Select, from the data, each line where "Result" occurs.

:: Supplied records ::

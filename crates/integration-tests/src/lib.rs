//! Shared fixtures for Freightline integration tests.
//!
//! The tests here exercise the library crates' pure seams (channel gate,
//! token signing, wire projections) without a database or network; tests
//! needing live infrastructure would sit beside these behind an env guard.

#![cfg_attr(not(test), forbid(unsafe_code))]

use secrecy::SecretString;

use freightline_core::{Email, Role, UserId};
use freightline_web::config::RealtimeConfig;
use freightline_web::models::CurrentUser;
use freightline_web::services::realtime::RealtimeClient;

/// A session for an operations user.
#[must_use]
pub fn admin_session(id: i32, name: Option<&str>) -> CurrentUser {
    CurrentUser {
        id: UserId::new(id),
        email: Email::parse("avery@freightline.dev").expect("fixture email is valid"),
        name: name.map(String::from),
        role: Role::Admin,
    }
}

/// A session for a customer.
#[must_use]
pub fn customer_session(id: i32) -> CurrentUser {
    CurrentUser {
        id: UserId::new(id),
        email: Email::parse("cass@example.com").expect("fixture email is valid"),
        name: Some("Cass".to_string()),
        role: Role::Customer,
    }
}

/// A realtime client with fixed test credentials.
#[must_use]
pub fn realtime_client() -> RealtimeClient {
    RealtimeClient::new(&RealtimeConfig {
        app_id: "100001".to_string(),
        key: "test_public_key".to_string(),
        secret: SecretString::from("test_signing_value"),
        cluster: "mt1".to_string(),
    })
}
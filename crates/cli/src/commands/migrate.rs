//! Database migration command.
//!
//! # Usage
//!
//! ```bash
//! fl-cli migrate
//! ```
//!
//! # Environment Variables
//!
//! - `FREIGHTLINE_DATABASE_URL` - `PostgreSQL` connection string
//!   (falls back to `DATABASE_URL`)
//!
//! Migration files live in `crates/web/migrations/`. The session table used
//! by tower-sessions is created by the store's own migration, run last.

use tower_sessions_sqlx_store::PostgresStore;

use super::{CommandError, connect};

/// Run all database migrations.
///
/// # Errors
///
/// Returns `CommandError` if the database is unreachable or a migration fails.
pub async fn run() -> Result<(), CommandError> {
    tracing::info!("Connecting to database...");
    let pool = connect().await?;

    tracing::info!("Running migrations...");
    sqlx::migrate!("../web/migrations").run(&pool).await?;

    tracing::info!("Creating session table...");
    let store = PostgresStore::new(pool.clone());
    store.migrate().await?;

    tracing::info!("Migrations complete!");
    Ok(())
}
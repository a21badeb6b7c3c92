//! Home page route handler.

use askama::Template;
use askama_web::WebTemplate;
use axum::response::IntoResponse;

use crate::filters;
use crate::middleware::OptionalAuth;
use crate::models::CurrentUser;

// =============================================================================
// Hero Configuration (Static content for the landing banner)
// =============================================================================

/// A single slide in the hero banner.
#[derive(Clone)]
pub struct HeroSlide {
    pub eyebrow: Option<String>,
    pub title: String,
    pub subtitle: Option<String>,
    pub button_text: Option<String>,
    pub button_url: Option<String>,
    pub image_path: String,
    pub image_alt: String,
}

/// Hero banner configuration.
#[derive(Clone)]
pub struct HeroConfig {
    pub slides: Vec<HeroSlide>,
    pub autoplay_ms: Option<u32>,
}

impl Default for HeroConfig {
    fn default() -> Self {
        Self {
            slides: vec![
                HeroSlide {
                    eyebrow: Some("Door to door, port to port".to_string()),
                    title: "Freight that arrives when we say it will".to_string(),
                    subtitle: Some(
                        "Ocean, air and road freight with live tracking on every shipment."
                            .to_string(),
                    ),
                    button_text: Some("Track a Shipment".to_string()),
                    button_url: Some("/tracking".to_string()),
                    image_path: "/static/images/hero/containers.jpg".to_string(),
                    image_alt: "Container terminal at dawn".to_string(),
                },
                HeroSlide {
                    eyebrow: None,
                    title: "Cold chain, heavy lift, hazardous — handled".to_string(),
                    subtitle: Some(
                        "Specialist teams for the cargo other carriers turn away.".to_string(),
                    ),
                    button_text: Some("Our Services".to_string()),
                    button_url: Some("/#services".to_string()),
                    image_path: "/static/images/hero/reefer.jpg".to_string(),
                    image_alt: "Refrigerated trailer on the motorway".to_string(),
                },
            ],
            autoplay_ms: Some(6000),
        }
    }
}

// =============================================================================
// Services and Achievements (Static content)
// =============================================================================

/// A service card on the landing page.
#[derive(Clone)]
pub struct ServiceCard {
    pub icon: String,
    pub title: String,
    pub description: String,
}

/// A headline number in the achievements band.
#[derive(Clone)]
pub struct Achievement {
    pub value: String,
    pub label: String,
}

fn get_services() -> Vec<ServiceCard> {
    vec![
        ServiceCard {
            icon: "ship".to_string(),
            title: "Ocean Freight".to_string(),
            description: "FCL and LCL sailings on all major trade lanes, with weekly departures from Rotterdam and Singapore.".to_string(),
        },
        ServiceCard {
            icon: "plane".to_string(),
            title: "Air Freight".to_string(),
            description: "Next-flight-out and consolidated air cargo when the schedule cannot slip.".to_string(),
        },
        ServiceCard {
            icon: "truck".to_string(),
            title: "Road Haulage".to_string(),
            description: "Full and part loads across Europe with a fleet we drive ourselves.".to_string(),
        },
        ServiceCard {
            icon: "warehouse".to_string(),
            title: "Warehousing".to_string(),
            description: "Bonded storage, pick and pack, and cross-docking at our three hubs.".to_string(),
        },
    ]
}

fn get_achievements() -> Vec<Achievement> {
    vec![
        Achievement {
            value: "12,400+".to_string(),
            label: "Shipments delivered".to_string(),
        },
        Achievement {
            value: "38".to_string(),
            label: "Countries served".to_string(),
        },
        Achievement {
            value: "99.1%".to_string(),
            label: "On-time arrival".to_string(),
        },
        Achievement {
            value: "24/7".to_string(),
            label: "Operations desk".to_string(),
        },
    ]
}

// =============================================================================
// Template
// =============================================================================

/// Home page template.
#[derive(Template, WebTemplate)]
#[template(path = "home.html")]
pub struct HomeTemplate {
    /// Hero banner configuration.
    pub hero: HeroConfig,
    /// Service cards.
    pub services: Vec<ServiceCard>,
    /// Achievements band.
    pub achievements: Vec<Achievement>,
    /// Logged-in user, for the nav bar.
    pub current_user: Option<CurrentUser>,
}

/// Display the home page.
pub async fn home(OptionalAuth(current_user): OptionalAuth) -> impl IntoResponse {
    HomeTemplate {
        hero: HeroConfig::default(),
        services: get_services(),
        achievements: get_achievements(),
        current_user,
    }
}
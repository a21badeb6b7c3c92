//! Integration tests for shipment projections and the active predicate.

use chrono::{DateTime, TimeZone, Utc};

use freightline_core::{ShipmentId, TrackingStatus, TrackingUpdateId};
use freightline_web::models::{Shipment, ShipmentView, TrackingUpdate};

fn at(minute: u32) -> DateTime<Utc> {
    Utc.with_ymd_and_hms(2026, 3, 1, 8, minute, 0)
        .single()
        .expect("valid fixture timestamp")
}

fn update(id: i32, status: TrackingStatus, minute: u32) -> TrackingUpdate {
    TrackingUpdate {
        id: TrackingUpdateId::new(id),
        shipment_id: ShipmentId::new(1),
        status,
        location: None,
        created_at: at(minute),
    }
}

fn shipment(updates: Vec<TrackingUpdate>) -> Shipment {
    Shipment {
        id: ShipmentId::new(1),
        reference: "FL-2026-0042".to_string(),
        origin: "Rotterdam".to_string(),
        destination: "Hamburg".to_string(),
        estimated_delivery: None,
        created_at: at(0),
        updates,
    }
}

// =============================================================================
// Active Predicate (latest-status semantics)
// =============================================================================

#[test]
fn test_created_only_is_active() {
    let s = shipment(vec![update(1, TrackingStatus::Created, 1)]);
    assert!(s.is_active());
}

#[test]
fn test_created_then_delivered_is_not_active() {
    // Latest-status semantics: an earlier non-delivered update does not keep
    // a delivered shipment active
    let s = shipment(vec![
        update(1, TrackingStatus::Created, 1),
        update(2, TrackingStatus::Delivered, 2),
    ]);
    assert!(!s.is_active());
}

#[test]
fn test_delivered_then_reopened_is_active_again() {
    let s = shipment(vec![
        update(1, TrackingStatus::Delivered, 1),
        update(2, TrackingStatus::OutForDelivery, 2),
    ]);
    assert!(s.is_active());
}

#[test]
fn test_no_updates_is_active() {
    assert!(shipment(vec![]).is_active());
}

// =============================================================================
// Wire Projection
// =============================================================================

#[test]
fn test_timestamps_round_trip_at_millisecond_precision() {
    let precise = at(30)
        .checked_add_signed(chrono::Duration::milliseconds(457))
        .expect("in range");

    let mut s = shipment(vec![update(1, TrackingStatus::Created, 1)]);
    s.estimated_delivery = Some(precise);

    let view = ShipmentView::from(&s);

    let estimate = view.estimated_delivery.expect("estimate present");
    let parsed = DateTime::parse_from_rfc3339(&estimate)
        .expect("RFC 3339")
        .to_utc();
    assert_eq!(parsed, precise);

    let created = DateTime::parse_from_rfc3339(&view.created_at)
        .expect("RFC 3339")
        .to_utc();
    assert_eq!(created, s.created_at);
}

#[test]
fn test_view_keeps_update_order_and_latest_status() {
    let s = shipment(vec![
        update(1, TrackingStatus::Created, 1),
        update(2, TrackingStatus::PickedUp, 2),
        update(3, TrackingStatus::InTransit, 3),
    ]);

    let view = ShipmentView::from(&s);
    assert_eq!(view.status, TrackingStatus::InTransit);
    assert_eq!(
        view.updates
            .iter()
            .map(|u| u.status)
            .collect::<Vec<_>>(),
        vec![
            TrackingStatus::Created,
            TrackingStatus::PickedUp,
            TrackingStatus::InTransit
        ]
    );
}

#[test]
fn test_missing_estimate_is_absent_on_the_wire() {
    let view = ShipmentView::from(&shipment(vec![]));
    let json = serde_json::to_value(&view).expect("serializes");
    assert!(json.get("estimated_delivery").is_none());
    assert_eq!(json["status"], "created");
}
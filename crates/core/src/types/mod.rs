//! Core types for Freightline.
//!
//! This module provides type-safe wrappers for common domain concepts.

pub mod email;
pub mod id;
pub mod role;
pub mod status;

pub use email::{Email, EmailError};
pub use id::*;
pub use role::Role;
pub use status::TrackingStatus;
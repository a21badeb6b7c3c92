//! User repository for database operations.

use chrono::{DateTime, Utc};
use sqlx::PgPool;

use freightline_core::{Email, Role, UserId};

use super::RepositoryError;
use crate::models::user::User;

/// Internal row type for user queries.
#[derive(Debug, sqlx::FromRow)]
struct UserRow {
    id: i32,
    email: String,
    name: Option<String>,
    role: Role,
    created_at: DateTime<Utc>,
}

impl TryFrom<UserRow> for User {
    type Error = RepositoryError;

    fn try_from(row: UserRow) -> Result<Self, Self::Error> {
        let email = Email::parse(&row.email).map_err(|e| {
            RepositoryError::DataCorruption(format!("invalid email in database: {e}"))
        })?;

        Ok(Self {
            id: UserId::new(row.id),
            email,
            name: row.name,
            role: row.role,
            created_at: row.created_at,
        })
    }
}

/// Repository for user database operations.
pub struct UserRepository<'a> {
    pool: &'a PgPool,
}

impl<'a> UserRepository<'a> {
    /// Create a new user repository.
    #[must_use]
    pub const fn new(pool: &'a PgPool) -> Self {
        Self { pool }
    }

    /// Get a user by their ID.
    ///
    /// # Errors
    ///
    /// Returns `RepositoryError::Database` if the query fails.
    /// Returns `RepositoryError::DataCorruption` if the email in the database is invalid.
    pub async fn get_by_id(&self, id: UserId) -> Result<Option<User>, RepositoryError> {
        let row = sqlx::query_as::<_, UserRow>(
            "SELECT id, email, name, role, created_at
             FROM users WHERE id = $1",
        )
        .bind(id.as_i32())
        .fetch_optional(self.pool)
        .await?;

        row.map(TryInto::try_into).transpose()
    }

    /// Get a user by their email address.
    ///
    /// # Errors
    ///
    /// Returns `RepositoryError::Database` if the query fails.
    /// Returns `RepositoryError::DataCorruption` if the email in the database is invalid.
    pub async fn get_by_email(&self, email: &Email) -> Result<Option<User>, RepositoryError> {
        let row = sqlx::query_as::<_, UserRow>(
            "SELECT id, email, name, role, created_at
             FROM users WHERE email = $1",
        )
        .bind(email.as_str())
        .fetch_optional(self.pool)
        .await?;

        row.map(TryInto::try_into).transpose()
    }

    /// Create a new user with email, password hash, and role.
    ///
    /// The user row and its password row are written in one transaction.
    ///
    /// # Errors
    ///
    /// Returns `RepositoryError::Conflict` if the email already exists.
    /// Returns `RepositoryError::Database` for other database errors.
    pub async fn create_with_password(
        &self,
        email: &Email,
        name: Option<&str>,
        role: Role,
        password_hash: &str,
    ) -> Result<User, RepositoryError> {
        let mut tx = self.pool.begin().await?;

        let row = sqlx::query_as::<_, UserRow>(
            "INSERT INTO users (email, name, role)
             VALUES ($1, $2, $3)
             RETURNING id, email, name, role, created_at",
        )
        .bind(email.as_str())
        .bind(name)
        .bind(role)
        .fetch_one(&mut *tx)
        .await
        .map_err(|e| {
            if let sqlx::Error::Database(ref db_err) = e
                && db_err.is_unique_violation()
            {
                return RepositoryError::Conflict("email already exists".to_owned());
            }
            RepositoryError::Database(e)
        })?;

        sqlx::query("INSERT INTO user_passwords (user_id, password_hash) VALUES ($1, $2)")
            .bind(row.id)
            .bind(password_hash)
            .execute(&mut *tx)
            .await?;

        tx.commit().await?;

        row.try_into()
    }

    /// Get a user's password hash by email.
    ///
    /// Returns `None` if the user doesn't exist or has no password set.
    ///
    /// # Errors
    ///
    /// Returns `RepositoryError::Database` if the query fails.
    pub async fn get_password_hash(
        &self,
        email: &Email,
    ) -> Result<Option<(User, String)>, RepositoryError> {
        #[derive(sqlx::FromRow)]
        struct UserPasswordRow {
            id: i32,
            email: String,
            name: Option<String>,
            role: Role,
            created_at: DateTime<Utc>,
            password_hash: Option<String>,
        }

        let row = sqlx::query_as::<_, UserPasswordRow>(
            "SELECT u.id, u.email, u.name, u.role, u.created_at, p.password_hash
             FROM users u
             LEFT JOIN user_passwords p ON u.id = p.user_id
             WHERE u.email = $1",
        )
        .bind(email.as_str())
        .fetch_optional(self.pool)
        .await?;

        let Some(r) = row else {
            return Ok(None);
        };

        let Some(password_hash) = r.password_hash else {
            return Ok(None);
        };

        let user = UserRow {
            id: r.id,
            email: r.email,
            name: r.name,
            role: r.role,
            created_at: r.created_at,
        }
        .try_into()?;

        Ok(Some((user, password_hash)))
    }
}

:::

Answer to the problem -
pub async fn run() -> Result<(), CommandError> {
    fn try_from(row: UserRow) -> Result<Self, Self::Error> {
    pub async fn get_by_id(&self, id: UserId) -> Result<Option<User>, RepositoryError> {
    pub async fn get_by_email(&self, email: &Email) -> Result<Option<User>, RepositoryError> {
    ) -> Result<User, RepositoryError> {
    ) -> Result<Option<(User, String)>, RepositoryError> {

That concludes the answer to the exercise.